This:
I mean, think about that. Taxpayer-paid employees of the Justice Department had direct and exclusive knowledge that there may be hundreds of innocent people in prison, they knew that flawed forensics in these cases needed to be reviewed, and their justification for not doing more as these people continued to rot in prison was, Hey, we did the bare minimum required of us by law...
But even beyond the problematic ethical requirements, I'm having a hard time fathoming how no one on this task force felt morally compelled to go beyond those requirements -- to, you know, actually reach out to defense attorneys, or attempt to actually reach the convicts or their families. How in the world can you possess this sort of information, then still sleep at night, year after year, knowing that (a) the information obviously isn't reaching the people who have an incentive to actually put it to use, (b) you're one of the few people who could make that happen, and (c) because the information was only available to a select group of people, if you or one of your colleagues doesn't act, no one else will?
Made me think of this:
Like Spark, Waugh attacks the Protestant and, by extension, secular - conception of vocation. Spark focuses more on vocation's over-reach - very few of us are equipped to single-mindedly devote ourselves to our work, and almost no secular work can merit such devotion in the first place, so in the end vocation is shown to be only sustainable in its Catholic sense of a calling to religious orders. Waugh, by contrast, points out its insufficiency - because it transfers the devotion that was to be reserved for God into worldly devotions - to war, or scholarship, or art - secular vocation is too thin for those who have a real vocation, which is to say, a vocation to the priesthood.
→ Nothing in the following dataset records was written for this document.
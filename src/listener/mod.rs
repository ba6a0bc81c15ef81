//! Listener abstractions for accepting connections.
//!
//! Accepting is split in two: [`Listener::accept`] pulls a raw TCP stream off
//! the kernel queue and returns immediately, [`Listener::handshake`] turns it
//! into a [`Connection`]. The handshake runs inside the connection's own task
//! so a slow TLS client never stalls the accept loop.
//!
//! # Architecture
//!
//! ```text
//! ┌──────────────────────────────────────────────────────┐
//! │                    Listener trait                    │
//! │  ┌─────────────┐                  ┌─────────────┐    │
//! │  │ TcpListener │                  │ TlsListener │    │
//! │  │  (tcp.rs)   │                  │  (tls.rs)   │    │
//! │  └──────┬──────┘                  └──────┬──────┘    │
//! │         │ accept() + handshake()         │           │
//! │         └───────────────┬────────────────┘           │
//! │                 ┌───────▼───────┐                    │
//! │                 │  Connection   │ read/write/sendfile│
//! │                 └───────────────┘                    │
//! └──────────────────────────────────────────────────────┘
//! ```

mod tcp;
mod tls;

pub use tcp::{bind, BindOptions, TcpConnection, TcpListener};
pub use tls::{load_acceptor, TlsConnection, TlsListener};

use std::fs::File;
use std::future::Future;
use std::io::{self, SeekFrom};
use std::net::SocketAddr;
use std::pin::Pin;
use std::time::Duration;

use async_trait::async_trait;
use tokio::io::{AsyncRead, AsyncReadExt, AsyncSeekExt, AsyncWrite};
use tokio::net::TcpStream;

/// A connection produced by a listener handshake.
#[async_trait]
pub trait Connection: AsyncRead + AsyncWrite + Send + Unpin + 'static {
    /// Get the remote address of the connection.
    fn remote_addr(&self) -> SocketAddr;

    /// Get TLS information if this is a TLS connection.
    fn tls_info(&self) -> Option<TlsInfo> {
        None
    }

    /// Write `len` bytes of `file` starting at `offset` to the peer.
    ///
    /// Returns the number of bytes written; fewer than `len` means the file
    /// shrank while being sent.
    async fn send_file(&mut self, file: &File, offset: u64, len: u64) -> io::Result<u64> {
        copy_file(self, file, offset, len).await
    }
}

/// TLS connection information.
#[derive(Debug, Clone)]
pub struct TlsInfo {
    /// TLS protocol version (e.g., "TLSv1.3").
    pub protocol: String,
    /// TLS handshake duration.
    pub handshake_duration: Duration,
}

/// Trait for listening and accepting connections.
pub trait Listener: Send + Sync + 'static {
    /// The connection type produced by this listener.
    type Conn: Connection;

    /// Accept a raw TCP stream.
    fn accept(
        &self,
    ) -> Pin<Box<dyn Future<Output = io::Result<(TcpStream, SocketAddr)>> + Send + '_>>;

    /// Complete any protocol handshake on an accepted stream.
    fn handshake(
        &self,
        stream: TcpStream,
        remote_addr: SocketAddr,
    ) -> Pin<Box<dyn Future<Output = io::Result<Self::Conn>> + Send + '_>>;

    /// Get the local address this listener is bound to.
    fn local_addr(&self) -> io::Result<SocketAddr>;

    /// Get the listener name for logging.
    fn name(&self) -> &'static str;
}

/// Buffered file-to-socket copy, used where sendfile is unavailable.
pub(crate) async fn copy_file<W>(writer: &mut W, file: &File, offset: u64, len: u64) -> io::Result<u64>
where
    W: AsyncWrite + Unpin + Send + ?Sized,
{
    let mut source = tokio::fs::File::from_std(file.try_clone()?);
    source.seek(SeekFrom::Start(offset)).await?;
    let mut limited = source.take(len);
    tokio::io::copy(&mut limited, writer).await
}
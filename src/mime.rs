//! MIME type resolution.
//!
//! The table is loaded once from a `mime.types` file before chroot. Lookups
//! fall back to `mime_guess`'s built-in table, then to the configured default.

use std::collections::HashMap;
use std::fs;
use std::io;
use std::path::Path;

use tracing::debug;

/// Extension to content-type table.
#[derive(Debug, Clone)]
pub struct MimeTable {
    by_extension: HashMap<String, String>,
    default_type: String,
}

impl MimeTable {
    /// Empty table, builtin guesses only.
    pub fn new(default_type: impl Into<String>) -> Self {
        Self {
            by_extension: HashMap::new(),
            default_type: default_type.into(),
        }
    }

    /// Load a `mime.types` file.
    pub fn load(path: &Path, default_type: impl Into<String>) -> io::Result<Self> {
        let contents = fs::read_to_string(path)?;
        let table = Self::parse(&contents, default_type);
        debug!(
            path = %path.display(),
            entries = table.len(),
            "Loaded MIME table"
        );
        Ok(table)
    }

    /// Parse `mime.types` syntax: `type/subtype ext ext ...`, `#` comments.
    ///
    /// The first definition of an extension wins.
    pub fn parse(contents: &str, default_type: impl Into<String>) -> Self {
        let mut table = Self::new(default_type);

        for line in contents.lines() {
            let line = match line.find('#') {
                Some(idx) => &line[..idx],
                None => line,
            };
            let mut fields = line.split_whitespace();
            let Some(mime) = fields.next() else {
                continue;
            };
            if !mime.contains('/') {
                continue;
            }
            for ext in fields {
                table
                    .by_extension
                    .entry(ext.to_ascii_lowercase())
                    .or_insert_with(|| mime.to_string());
            }
        }

        table
    }

    /// Number of extensions in the loaded table.
    pub fn len(&self) -> usize {
        self.by_extension.len()
    }

    pub fn is_empty(&self) -> bool {
        self.by_extension.is_empty()
    }

    /// Content type for a file path.
    pub fn lookup<'a>(&'a self, path: &Path) -> &'a str {
        let Some(ext) = path.extension().and_then(|e| e.to_str()) else {
            return &self.default_type;
        };

        let lowered = ext.to_ascii_lowercase();
        if let Some(mime) = self.by_extension.get(&lowered) {
            return mime;
        }

        mime_guess::from_ext(&lowered)
            .first_raw()
            .unwrap_or(self.default_type.as_str())
    }

    pub fn default_type(&self) -> &str {
        &self.default_type
    }
}
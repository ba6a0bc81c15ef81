//! CGI execution tests

use std::time::{Duration, Instant};

use crate::helpers::*;
use reqwest::StatusCode;

fn cgi_server() -> TestServer {
    TestServer::with_config(|c| c.with_cgi_prefix("/cgi-bin"))
}

#[tokio::test]
async fn test_script_output() {
    let server = cgi_server();
    let resp = server.get("/cgi-bin/env.sh/extra/path?a=1&b=%20").await;

    assert_status(&resp, StatusCode::OK);
    assert_header(&resp, "content-type", "text/plain");
    assert_header(&resp, "connection", "close");
    let body = resp.text().await.unwrap();
    assert!(body.contains("query=a=1&b=%20"), "body: {}", body);
    assert!(body.contains("info=/extra/path"), "body: {}", body);
    assert!(body.contains("method=GET"), "body: {}", body);
}

#[tokio::test]
async fn test_status_and_location_headers() {
    let server = cgi_server();
    install_script(
        server.root.path(),
        "cgi-bin/missing.sh",
        "#!/bin/sh\nprintf 'Status: 404 Not Here\\r\\nContent-Type: text/plain\\r\\n\\r\\ngone'\n",
    );
    install_script(
        server.root.path(),
        "cgi-bin/redirect.sh",
        "#!/bin/sh\nprintf 'Location: /hello.txt\\r\\n\\r\\n'\n",
    );

    let resp = server.get("/cgi-bin/missing.sh").await;
    assert_status(&resp, StatusCode::NOT_FOUND);
    assert_eq!(resp.text().await.unwrap(), "gone");

    let resp = server.get("/cgi-bin/redirect.sh").await;
    assert_status(&resp, StatusCode::FOUND);
    assert_header(&resp, "location", "/hello.txt");
}

#[tokio::test]
async fn test_post_rejected() {
    let server = cgi_server();
    let resp = server
        .client
        .post(format!("{}/cgi-bin/env.sh", server.base_url))
        .body("x=1")
        .send()
        .await
        .unwrap();
    assert_status(&resp, StatusCode::METHOD_NOT_ALLOWED);
}

#[tokio::test]
async fn test_head_rejected_for_scripts() {
    let server = cgi_server();
    let resp = server
        .client
        .head(format!("{}/cgi-bin/env.sh", server.base_url))
        .send()
        .await
        .unwrap();
    assert_status(&resp, StatusCode::METHOD_NOT_ALLOWED);
    assert_header(&resp, "allow", "GET");
}

#[tokio::test]
async fn test_non_executable_forbidden() {
    let server = cgi_server();
    std::fs::write(server.path("cgi-bin/plain.txt"), "not a script").unwrap();
    let resp = server.get("/cgi-bin/plain.txt").await;
    assert_status(&resp, StatusCode::FORBIDDEN);

    let resp = server.get("/cgi-bin/").await;
    assert_status(&resp, StatusCode::FORBIDDEN);
}

#[tokio::test]
async fn test_missing_script() {
    let server = cgi_server();
    let resp = server.get("/cgi-bin/nope.sh").await;
    assert_status(&resp, StatusCode::NOT_FOUND);
}

#[tokio::test]
async fn test_malformed_output() {
    let server = cgi_server();
    install_script(server.root.path(), "cgi-bin/bad.sh", "#!/bin/sh\necho 'no header block'\n");
    let resp = server.get("/cgi-bin/bad.sh").await;
    assert_status(&resp, StatusCode::BAD_GATEWAY);
}

#[tokio::test]
async fn test_hung_script_times_out() {
    let server = TestServer::with_config(|c| {
        c.with_cgi_prefix("/cgi-bin")
            .with_network_timeout(Duration::from_secs(1))
    });
    install_script(server.root.path(), "cgi-bin/hang.sh", "#!/bin/sh\nexec sleep 30\n");

    let started = Instant::now();
    let resp = server.get("/cgi-bin/hang.sh").await;
    assert_status(&resp, StatusCode::GATEWAY_TIMEOUT);
    assert!(started.elapsed() < Duration::from_secs(10));

    // The worker is free again.
    let resp = server.get("/hello.txt").await;
    assert_status(&resp, StatusCode::OK);
}

#[tokio::test]
async fn test_scripts_outside_prefix_served_as_files() {
    let server = TestServer::new();
    let resp = server.get("/cgi-bin/env.sh").await;
    assert_status(&resp, StatusCode::OK);
    assert!(resp.text().await.unwrap().starts_with("#!/bin/sh"));
}
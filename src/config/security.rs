//! Security and process lifecycle configuration.

use std::fmt;
use std::path::PathBuf;

use super::parse::{env_bool, env_opt, env_or};
use super::ConfigError;

/// TLS configuration.
#[derive(Clone, Debug, Default)]
pub struct TlsConfig {
    /// Path to TLS certificate chain (PEM format).
    pub cert_path: Option<PathBuf>,
    /// Path to TLS private key (PEM format).
    pub key_path: Option<PathBuf>,
}

impl TlsConfig {
    /// Check if TLS is configured.
    pub fn is_enabled(&self) -> bool {
        self.cert_path.is_some() && self.key_path.is_some()
    }

    /// Load from environment variables.
    pub fn from_env() -> Result<Self, ConfigError> {
        let config = Self {
            cert_path: env_opt("TLS_CERT").map(PathBuf::from),
            key_path: env_opt("TLS_KEY").map(PathBuf::from),
        };
        config.validate()?;
        Ok(config)
    }

    fn validate(&self) -> Result<(), ConfigError> {
        match (&self.cert_path, &self.key_path) {
            (Some(_), None) => Err(ConfigError::Missing {
                key: "TLS_KEY".into(),
            }),
            (None, Some(_)) => Err(ConfigError::Missing {
                key: "TLS_CERT".into(),
            }),
            _ => Ok(()),
        }
    }
}

/// The single basic-auth credential.
#[derive(Clone, PartialEq, Eq)]
pub struct Credential {
    pub user: String,
    pub password: String,
}

impl Credential {
    /// Parse "user:password".
    pub fn parse(value: &str) -> Result<Self, ConfigError> {
        match value.split_once(':') {
            Some((user, password)) if !user.is_empty() => Ok(Self {
                user: user.to_string(),
                password: password.to_string(),
            }),
            _ => Err(ConfigError::invalid("AUTH", "expected user:password")),
        }
    }
}

// Password stays out of logs.
impl fmt::Debug for Credential {
    fn fmt(&self, f: &mut fmt::Formatter<'_>) -> fmt::Result {
        f.debug_struct("Credential")
            .field("user", &self.user)
            .field("password", &"***")
            .finish()
    }
}

/// Whether to detach from the terminal after setup.
#[derive(Clone, Copy, Debug, Default, PartialEq, Eq)]
pub enum DetachMode {
    /// Stay in the foreground.
    #[default]
    Never,
    /// Always fork into the background.
    Always,
    /// Detach only when stdin is not a terminal.
    Auto,
}

impl DetachMode {
    fn parse(value: &str) -> Result<Self, ConfigError> {
        match value.trim().to_lowercase().as_str() {
            "" | "never" | "0" | "false" | "off" => Ok(DetachMode::Never),
            "always" | "1" | "true" | "on" => Ok(DetachMode::Always),
            "auto" => Ok(DetachMode::Auto),
            other => Err(ConfigError::invalid(
                "DAEMON",
                format!("expected never, always or auto, got '{}'", other),
            )),
        }
    }
}

/// Security and lifecycle configuration loaded from environment.
#[derive(Clone, Debug)]
pub struct SecurityConfig {
    /// TLS material.
    pub tls: TlsConfig,
    /// Basic auth credential.
    pub auth: Option<Credential>,
    /// Realm announced in the WWW-Authenticate challenge.
    pub auth_realm: String,
    /// chroot into the document root after loading startup data.
    pub chroot: bool,
    /// User to switch to (name or numeric uid).
    pub run_as_user: Option<String>,
    /// Group to switch to (name or numeric gid).
    pub run_as_group: Option<String>,
    /// Daemon transition.
    pub detach: DetachMode,
    /// Pidfile path, opened before chroot.
    pub pid_file: Option<PathBuf>,
}

impl Default for SecurityConfig {
    fn default() -> Self {
        Self {
            tls: TlsConfig::default(),
            auth: None,
            auth_realm: "webfs".to_string(),
            chroot: false,
            run_as_user: None,
            run_as_group: None,
            detach: DetachMode::Never,
            pid_file: None,
        }
    }
}

impl SecurityConfig {
    /// Load configuration from environment variables.
    pub fn from_env() -> Result<Self, ConfigError> {
        let auth = env_opt("AUTH").map(|v| Credential::parse(&v)).transpose()?;
        let auth_realm = env_or("AUTH_REALM", "webfs");
        if auth_realm.contains('"') {
            return Err(ConfigError::invalid("AUTH_REALM", "must not contain quotes"));
        }

        Ok(Self {
            tls: TlsConfig::from_env()?,
            auth,
            auth_realm,
            chroot: env_bool("CHROOT", false),
            run_as_user: env_opt("RUN_AS_USER"),
            run_as_group: env_opt("RUN_AS_GROUP"),
            detach: DetachMode::parse(&env_or("DAEMON", "never"))?,
            pid_file: env_opt("PID_FILE").map(PathBuf::from),
        })
    }

    /// Whether a privilege drop was requested.
    pub fn drops_privileges(&self) -> bool {
        self.run_as_user.is_some() || self.run_as_group.is_some()
    }
}
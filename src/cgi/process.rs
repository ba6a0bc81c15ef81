//! A child process with a hard deadline.
//!
//! Every read and the final wait are bounded by the same deadline, fixed at
//! spawn time. Expiry kills the child and reaps it before returning.

use std::io;
use std::process::{ExitStatus, Stdio};
use std::time::Duration;

use tokio::io::AsyncReadExt;
use tokio::process::{Child, ChildStdout, Command};
use tokio::time::{timeout_at, Instant};
use tracing::debug;

use super::CgiError;

pub struct BoundedProcess {
    child: Child,
    stdout: ChildStdout,
    deadline: Instant,
}

impl BoundedProcess {
    /// Spawn `command` with stdout captured and stdin closed.
    pub fn spawn(mut command: Command, limit: Duration) -> io::Result<Self> {
        command
            .stdin(Stdio::null())
            .stdout(Stdio::piped())
            .stderr(Stdio::inherit())
            .kill_on_drop(true);
        let mut child = command.spawn()?;
        let stdout = child
            .stdout
            .take()
            .ok_or_else(|| io::Error::other("child stdout not captured"))?;
        Ok(Self {
            child,
            stdout,
            deadline: Instant::now() + limit,
        })
    }

    pub fn id(&self) -> Option<u32> {
        self.child.id()
    }

    /// Read from the child's stdout. `Ok(0)` is end of output.
    pub async fn read(&mut self, buf: &mut [u8]) -> Result<usize, CgiError> {
        match timeout_at(self.deadline, self.stdout.read(buf)).await {
            Ok(result) => result.map_err(CgiError::Io),
            Err(_) => {
                self.terminate().await;
                Err(CgiError::Timeout)
            }
        }
    }

    /// Wait for exit within the deadline.
    pub async fn wait(mut self) -> Result<ExitStatus, CgiError> {
        match timeout_at(self.deadline, self.child.wait()).await {
            Ok(result) => result.map_err(CgiError::Io),
            Err(_) => {
                self.terminate().await;
                Err(CgiError::Timeout)
            }
        }
    }

    /// Kill the child and reap it.
    pub async fn terminate(&mut self) {
        if let Err(e) = self.child.start_kill() {
            debug!(error = %e, "CGI child already gone");
        }
        if let Err(e) = self.child.wait().await {
            debug!(error = %e, "Failed to reap CGI child");
        }
    }
}
//! Canonical host name lookup, done while the resolver files are still
//! reachable.

use std::ffi::{CStr, CString};
use std::ptr;

/// Resolve `name` to its canonical form through `getaddrinfo`.
pub fn canonical_name(name: &str) -> Result<String, String> {
    let c_name = CString::new(name).map_err(|_| format!("invalid host name {:?}", name))?;

    // SAFETY: addrinfo is plain data; zeroed is the documented empty hint
    let mut hints: libc::addrinfo = unsafe { std::mem::zeroed() };
    hints.ai_family = libc::AF_UNSPEC;
    hints.ai_socktype = libc::SOCK_STREAM;
    hints.ai_flags = libc::AI_CANONNAME;

    let mut result: *mut libc::addrinfo = ptr::null_mut();
    // SAFETY: all pointers are valid; result is freed below on success
    let rc = unsafe { libc::getaddrinfo(c_name.as_ptr(), ptr::null(), &hints, &mut result) };
    if rc != 0 {
        // SAFETY: gai_strerror returns a static string
        let reason = unsafe { CStr::from_ptr(libc::gai_strerror(rc)) };
        return Err(format!("cannot resolve {}: {}", name, reason.to_string_lossy()));
    }

    // SAFETY: getaddrinfo succeeded, so result points to at least one entry
    let canon = unsafe {
        let first = &*result;
        let canon = if first.ai_canonname.is_null() {
            None
        } else {
            Some(CStr::from_ptr(first.ai_canonname).to_string_lossy().into_owned())
        };
        libc::freeaddrinfo(result);
        canon
    };

    match canon {
        Some(c) if !c.is_empty() => Ok(c),
        _ => Err(format!("no canonical name for {}", name)),
    }
}
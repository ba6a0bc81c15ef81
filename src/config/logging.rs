//! Logging configuration.

use super::parse::env_or;
use super::ConfigError;

/// Output format for diagnostic logs.
#[derive(Clone, Copy, Debug, Default, PartialEq, Eq)]
pub enum LogFormat {
    /// Human-readable tracing-subscriber output.
    #[default]
    Text,
    /// One JSON object per line.
    Json,
}

/// Logging configuration loaded from environment.
#[derive(Clone, Debug)]
pub struct LoggingConfig {
    /// Log level filter (from LOG_LEVEL or RUST_LOG).
    pub filter: String,
    /// Text or JSON output.
    pub format: LogFormat,
    /// Service name for structured logging.
    pub service_name: String,
}

impl Default for LoggingConfig {
    fn default() -> Self {
        Self {
            filter: "tokio_webfs=info".to_string(),
            format: LogFormat::Text,
            service_name: "tokio_webfs".to_string(),
        }
    }
}

impl LoggingConfig {
    /// Load configuration from environment variables.
    ///
    /// Priority: LOG_LEVEL > RUST_LOG > default
    ///
    /// LOG_LEVEL accepts simple values: trace, debug, info, warn, error
    /// RUST_LOG accepts full tracing filter syntax: tokio_webfs=debug,rustls=warn
    pub fn from_env() -> Result<Self, ConfigError> {
        let filter = Self::resolve_log_filter();
        let format = match env_or("LOG_FORMAT", "text").to_lowercase().as_str() {
            "text" | "plain" => LogFormat::Text,
            "json" => LogFormat::Json,
            other => {
                return Err(ConfigError::invalid(
                    "LOG_FORMAT",
                    format!("expected text or json, got '{}'", other),
                ))
            }
        };
        Ok(Self {
            filter,
            format,
            service_name: env_or("SERVICE_NAME", "tokio_webfs"),
        })
    }

    /// Resolve log filter from environment.
    ///
    /// Priority: LOG_LEVEL > RUST_LOG > default (info)
    fn resolve_log_filter() -> String {
        // 1. Check LOG_LEVEL first (simple: debug, info, warn, error)
        if let Ok(level) = std::env::var("LOG_LEVEL") {
            let level = level.to_lowercase();
            match level.as_str() {
                "trace" | "debug" | "info" | "warn" | "error" => {
                    return format!("tokio_webfs={}", level);
                }
                _ => {
                    // Logging is not up yet
                    eprintln!(
                        "Warning: Invalid LOG_LEVEL '{}', expected: trace, debug, info, warn, error",
                        level
                    );
                }
            }
        }

        // 2. Check RUST_LOG (full tracing filter syntax)
        if let Ok(filter) = std::env::var("RUST_LOG") {
            return filter;
        }

        // 3. Default
        "tokio_webfs=info".to_string()
    }
}
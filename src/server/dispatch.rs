//! Request dispatch: method and auth checks, virtual host and path
//! resolution, then CGI, directory or file handling.

use std::io;
use std::path::{Path, PathBuf};
use std::sync::Arc;

use http::header::{self, HeaderValue};
use http::{Method, StatusCode};
use tracing::{debug, warn};

use super::connection::{ConnectionContext, Peer};
use super::request::Request;
use super::response::{io_error_status, serve_file, Response};
use super::routing::{self, ResolvedPath};
use crate::cgi::{CgiContext, CgiInvoker};

impl ConnectionContext {
    /// Produce the response for one request.
    ///
    /// The flag reports whether the request carried valid credentials.
    pub(crate) async fn dispatch(&self, req: &mut Request, peer: &Peer) -> (Response, bool) {
        if req.method != Method::GET && req.method != Method::HEAD {
            let resp = self
                .error_response(StatusCode::METHOD_NOT_ALLOWED)
                .with_header(header::ALLOW, HeaderValue::from_static("GET, HEAD"))
                .closing();
            return (resp, false);
        }

        let authenticated = match self.auth {
            Some(ref auth) => {
                if auth.check(req.authorization.as_ref()).is_none() {
                    let resp = self
                        .error_response(StatusCode::UNAUTHORIZED)
                        .with_header(header::WWW_AUTHENTICATE, auth.challenge().clone());
                    return (resp, false);
                }
                true
            }
            None => false,
        };

        let root = self.request_root(req);
        let resp = self.route(req, &root, peer, authenticated).await;
        (resp, authenticated)
    }

    /// Document root for the request's virtual host, if any.
    fn request_root(&self, req: &mut Request) -> PathBuf {
        let vhost = match req.host {
            Some(ref host) => self.vhosts.resolve(host).cloned(),
            None => None,
        };
        match vhost {
            Some(dir) => {
                let root = self.root.join(&*dir);
                req.vhost = Some(dir);
                root
            }
            None => self.root.clone(),
        }
    }

    async fn route(&self, req: &Request, root: &Path, peer: &Peer, authenticated: bool) -> Response {
        let resolved = match routing::resolve(root, &req.path) {
            Ok(r) => r,
            Err(_) => {
                debug!(path = %req.path, "Rejected path above document root");
                return self.error_response(StatusCode::FORBIDDEN);
            }
        };

        if let Some(ref cgi) = self.cgi {
            if cgi.matches(&resolved.url_path) {
                return self.run_cgi(cgi, req, root, &resolved, peer, authenticated).await;
            }
        }

        let meta = match tokio::fs::metadata(&resolved.fs_path).await {
            Ok(m) => m,
            Err(e) => return self.error_response(io_error_status(&e)),
        };

        if meta.is_dir() {
            if !resolved.trailing_slash {
                return self.redirect_to_directory(req);
            }
            return self.serve_directory(req, &resolved).await;
        }
        if !meta.is_file() {
            return self.error_response(StatusCode::FORBIDDEN);
        }
        // A trailing slash on a file names a directory that does not exist
        if resolved.trailing_slash {
            return self.error_response(StatusCode::NOT_FOUND);
        }

        match self.open_file(&resolved.fs_path, req).await {
            Ok(resp) => resp,
            Err(e) => self.error_response(io_error_status(&e)),
        }
    }

    async fn open_file(&self, path: &Path, req: &Request) -> io::Result<Response> {
        let file = tokio::fs::File::open(path).await?.into_std().await;
        let meta = file.metadata()?;
        if !meta.is_file() {
            return Ok(self.error_response(StatusCode::FORBIDDEN));
        }
        Ok(serve_file(
            file,
            &meta,
            path,
            req,
            &self.mime,
            self.config.server.expires.as_duration(),
        ))
    }

    /// Index file first, then a listing when enabled.
    ///
    /// An index that exists but cannot be opened is a 403 and never falls
    /// back to the listing.
    async fn serve_directory(&self, req: &Request, resolved: &ResolvedPath) -> Response {
        let index = resolved.fs_path.join(&self.config.server.index_file);
        match tokio::fs::metadata(&index).await {
            Ok(meta) if meta.is_file() => {
                return match self.open_file(&index, req).await {
                    Ok(resp) => resp,
                    Err(e) => self.error_response(io_error_status(&e)),
                };
            }
            Ok(_) => {}
            Err(e) if e.kind() == io::ErrorKind::NotFound => {}
            Err(e) => return self.error_response(io_error_status(&e)),
        }

        if !self.config.server.dir_listing {
            return self.error_response(StatusCode::FORBIDDEN);
        }

        let cache = Arc::clone(&self.dir_cache);
        let dir = resolved.fs_path.clone();
        let url_path = resolved.url_path.clone();
        let rendered =
            tokio::task::spawn_blocking(move || cache.lookup_or_render(&dir, &url_path)).await;

        match rendered {
            Ok(Ok((body, hit))) => {
                debug!(path = %resolved.url_path, hit, "Directory listing");
                Response::bytes(StatusCode::OK, "text/html; charset=utf-8", body)
            }
            Ok(Err(e)) => self.error_response(io_error_status(&e)),
            Err(e) => {
                warn!(error = %e, "Listing task failed");
                self.error_response(StatusCode::INTERNAL_SERVER_ERROR)
            }
        }
    }

    /// 301 to the same path with a trailing slash.
    fn redirect_to_directory(&self, req: &Request) -> Response {
        let scheme = if self.is_tls { "https" } else { "http" };
        let host = req
            .headers
            .get(header::HOST)
            .and_then(|v| v.to_str().ok())
            .map(str::to_string)
            .unwrap_or_else(|| {
                let default_port = if self.is_tls { 443 } else { 80 };
                if self.port == default_port {
                    self.config.server.server_name.clone()
                } else {
                    format!("{}:{}", self.config.server.server_name, self.port)
                }
            });

        let mut location = format!("{}://{}{}/", scheme, host, req.raw_path);
        if let Some(ref q) = req.query {
            location.push('?');
            location.push_str(q);
        }

        match HeaderValue::from_str(&location) {
            Ok(value) => self
                .error_response(StatusCode::MOVED_PERMANENTLY)
                .with_header(header::LOCATION, value),
            Err(_) => self.error_response(StatusCode::BAD_REQUEST),
        }
    }

    #[allow(clippy::too_many_arguments)]
    async fn run_cgi(
        &self,
        cgi: &CgiInvoker,
        req: &Request,
        root: &Path,
        resolved: &ResolvedPath,
        peer: &Peer,
        authenticated: bool,
    ) -> Response {
        if req.method != Method::GET {
            return self
                .error_response(StatusCode::METHOD_NOT_ALLOWED)
                .with_header(header::ALLOW, HeaderValue::from_static("GET"));
        }

        let script = match cgi.locate(root, &resolved.url_path).await {
            Ok(s) => s,
            Err(status) => return self.error_response(status),
        };

        let ctx = CgiContext {
            remote_addr: peer.addr,
            tls_protocol: peer.tls.as_ref().map(|t| t.protocol.as_str()),
            remote_user: match (authenticated, self.auth.as_ref()) {
                (true, Some(auth)) => Some(auth.user()),
                _ => None,
            },
            document_root: root,
        };

        match cgi.invoke(&script, req, &ctx).await {
            Ok(resp) => resp,
            Err(e) => {
                warn!(script = %script.script_name, error = %e, "CGI request failed");
                let mut resp = self.error_response(e.status());
                if e.is_timeout() {
                    resp.close = true;
                }
                resp
            }
        }
    }
}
...and we can lump in the Joe Paterno/Penn State case as well to develop something like a theory. The idea is this: what Protestants (and the secular) correctly derive from the New Testament precept of the moral equality of all people is the equal moral responsibility of all people. Vocation, for Calvin and others, is a category that spreads itself wide because every person is obligated to act in a responsible manner at every moment, and the failure to do so is a moral failure; it may be common or human, but no less a failure for that. What the Protestant concept of vocation gets us is a specific account of the wrong being done in all these cases, where people believe fulfilling their legal or professional obligations renders any additional action supererogatory and therefore not required. In more theological terms: if everything is to be redeemed, then everything is properly a subject of vocation to the person who finds himself there. To do the minimum--or to expect someone else to do it--is a gross violation of duty. The difficulty with this idea is not that it's theologically incorrect but that--as almost everyone notes--it requires a lot from each person, and people don't like to have that kind of obligation (see also the Grand Inquisitor). But these people who failed and made the world worse because of their failure had it, and we have it, too.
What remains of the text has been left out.